BEGIN MATERIAL SHOWN

//! Arnipay API client.
//!
//! Every call is signed with the canonical HMAC scheme from the [`arnipay`]
//! crate and sent over a pluggable [`Transport`] (reqwest by default).
//!
//! # Quick Example
//!
//! ```no_run
//! use arnipay_client::Arnipay;
//!
//! # #[tokio::main]
//! # async fn main() -> Result<(), arnipay::ArnipayError> {
//! let arnipay = Arnipay::new("your-client-id", "your-private-key", true)?;
//!
//! let url = arnipay
//!     .payment()
//!     .amount(150000.0)
//!     .title("Order 42")
//!     .create_url()
//!     .await?;
//!
//! let refunds = arnipay
//!     .transaction()
//!     .list(&[("status", "processing_refund")])
//!     .await?;
//! # let _ = (url, refunds);
//! # Ok(())
//! # }
//! ```

pub mod client;
pub mod config;
mod gateway;
pub mod payment_builder;
pub mod payment_link;
pub mod signer;
#[cfg(test)]
mod testing;
pub mod transaction;
pub mod transport;

pub use client::Client;
pub use config::ClientConfig;
pub use gateway::Arnipay;
pub use payment_builder::PaymentBuilder;
pub use payment_link::PaymentLinks;
pub use signer::{OutboundRequestSigner, SignedHeaders};
pub use transaction::Transactions;
pub use transport::{ReqwestTransport, Transport, TransportRequest, TransportResponse};

// Re-export commonly needed types from core
pub use arnipay::{ArnipayError, WebhookEvent, WebhookEventView, WebhookHandler, WebhookScheme};
use serde_json::{Map, Value};
use thiserror::Error;

/// Errors returned by Arnipay operations.
///
/// Messages never contain secrets or expected signature values.
#[derive(Debug, Error)]
pub enum ArnipayError {
    /// Network or connection failure; no HTTP status was received.
    #[error("transport error: {0}")]
    Transport(String),

    /// The gateway answered with a status code >= 400.
    #[error("gateway error ({status}): {message}")]
    Http {
        status: u16,
        message: String,
        errors: Option<Map<String, Value>>,
    },

    /// Webhook signature did not match.
    #[error("Invalid webhook signature")]
    Authentication,

    /// Webhook body was not valid JSON.
    #[error("Invalid JSON payload: {0}")]
    MalformedPayload(String),

    /// Webhook body was JSON but not a `{event, data}` object.
    #[error("Invalid webhook payload: {0}")]
    Schema(String),

    #[error("config error: {0}")]
    Config(String),

    #[error("invalid request: {0}")]
    InvalidRequest(String),

    #[error("serialization error: {0}")]
    SerdeError(#[from] serde_json::Error),
}

impl ArnipayError {
    /// HTTP status associated with this failure, if any.
    pub fn status_code(&self) -> Option<u16> {
        match self {
            ArnipayError::Http { status, .. } => Some(*status),
            ArnipayError::Authentication => Some(401),
            ArnipayError::MalformedPayload(_) => Some(400),
            ArnipayError::Schema(_) => Some(422),
            _ => None,
        }
    }

    /// Validation errors reported by the gateway, keyed by field.
    pub fn errors(&self) -> Option<&Map<String, Value>> {
        match self {
            ArnipayError::Http { errors, .. } => errors.as_ref(),
            _ => None,
        }
    }
}
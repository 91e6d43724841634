mod api;
mod app;
mod config;
mod db;
mod domain;
mod error;
mod logging;
mod middleware;
mod routes;
mod rules;
mod services;

use anyhow::Result;

use services::{PgAnalysisStore, RedisCache};

#[tokio::main]
async fn main() -> Result<()> {
    // Load environment variables
    dotenvy::dotenv().ok();

    // Load configuration
    let settings = config::Settings::from_env()?;

    // Initialize logging
    logging::init_logging(&settings.env);

    tracing::info!(
        env = ?settings.env,
        server_addr = %settings.server_addr,
        "Starting roof audit backend"
    );

    // Create database pool and bring the schema up to date
    let pool = db::create_pool(&settings).await?;
    db::run_migrations(&pool).await?;

    // Redis only fronts reads, so start without it rather than fail
    let cache = match RedisCache::new(&settings.redis_url, settings.redis_cache_ttl_seconds).await {
        Ok(cache) => {
            tracing::info!("Redis cache initialized");
            Some(cache)
        }
        Err(e) => {
            tracing::warn!(error = %e, "Redis unavailable - serving analysis reads from Postgres");
            None
        }
    };

    // Create application state
    let state = app::AppState::new(PgAnalysisStore::new(pool), settings.clone(), cache);

    // Build application
    let app = app::create_app(state);

    // Start server
    let listener = tokio::net::TcpListener::bind(&settings.server_addr).await?;
    tracing::info!("Listening on {}", settings.server_addr);

    axum::serve(listener, app)
        .with_graceful_shutdown(shutdown_signal())
        .await?;

    tracing::info!("Server stopped");
    Ok(())
}

async fn shutdown_signal() {
    if let Err(e) = tokio::signal::ctrl_c().await {
        tracing::error!(error = %e, "Failed to listen for shutdown signal");
        std::future::pending::<()>().await;
    }
    tracing::info!("Shutdown signal received");
}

END MATERIAL SHOWN

__EXERCISE DETAILS__
Would you please repeat exactly the lines above, starting at the line with "use thiserror::Error;" and stopping at the line with "did not match.", both included?

__WRITTEN ANSWER__
use thiserror::Error;

/// Errors returned by Arnipay operations.
///
/// Messages never contain secrets or expected signature values.
#[derive(Debug, Error)]
pub enum ArnipayError {
    /// Network or connection failure; no HTTP status was received.
    #[error("transport error: {0}")]
    Transport(String),

    /// The gateway answered with a status code >= 400.
    #[error("gateway error ({status}): {message}")]
    Http {
        status: u16,
        message: String,
        errors: Option<Map<String, Value>>,
    },

    /// Webhook signature did not match.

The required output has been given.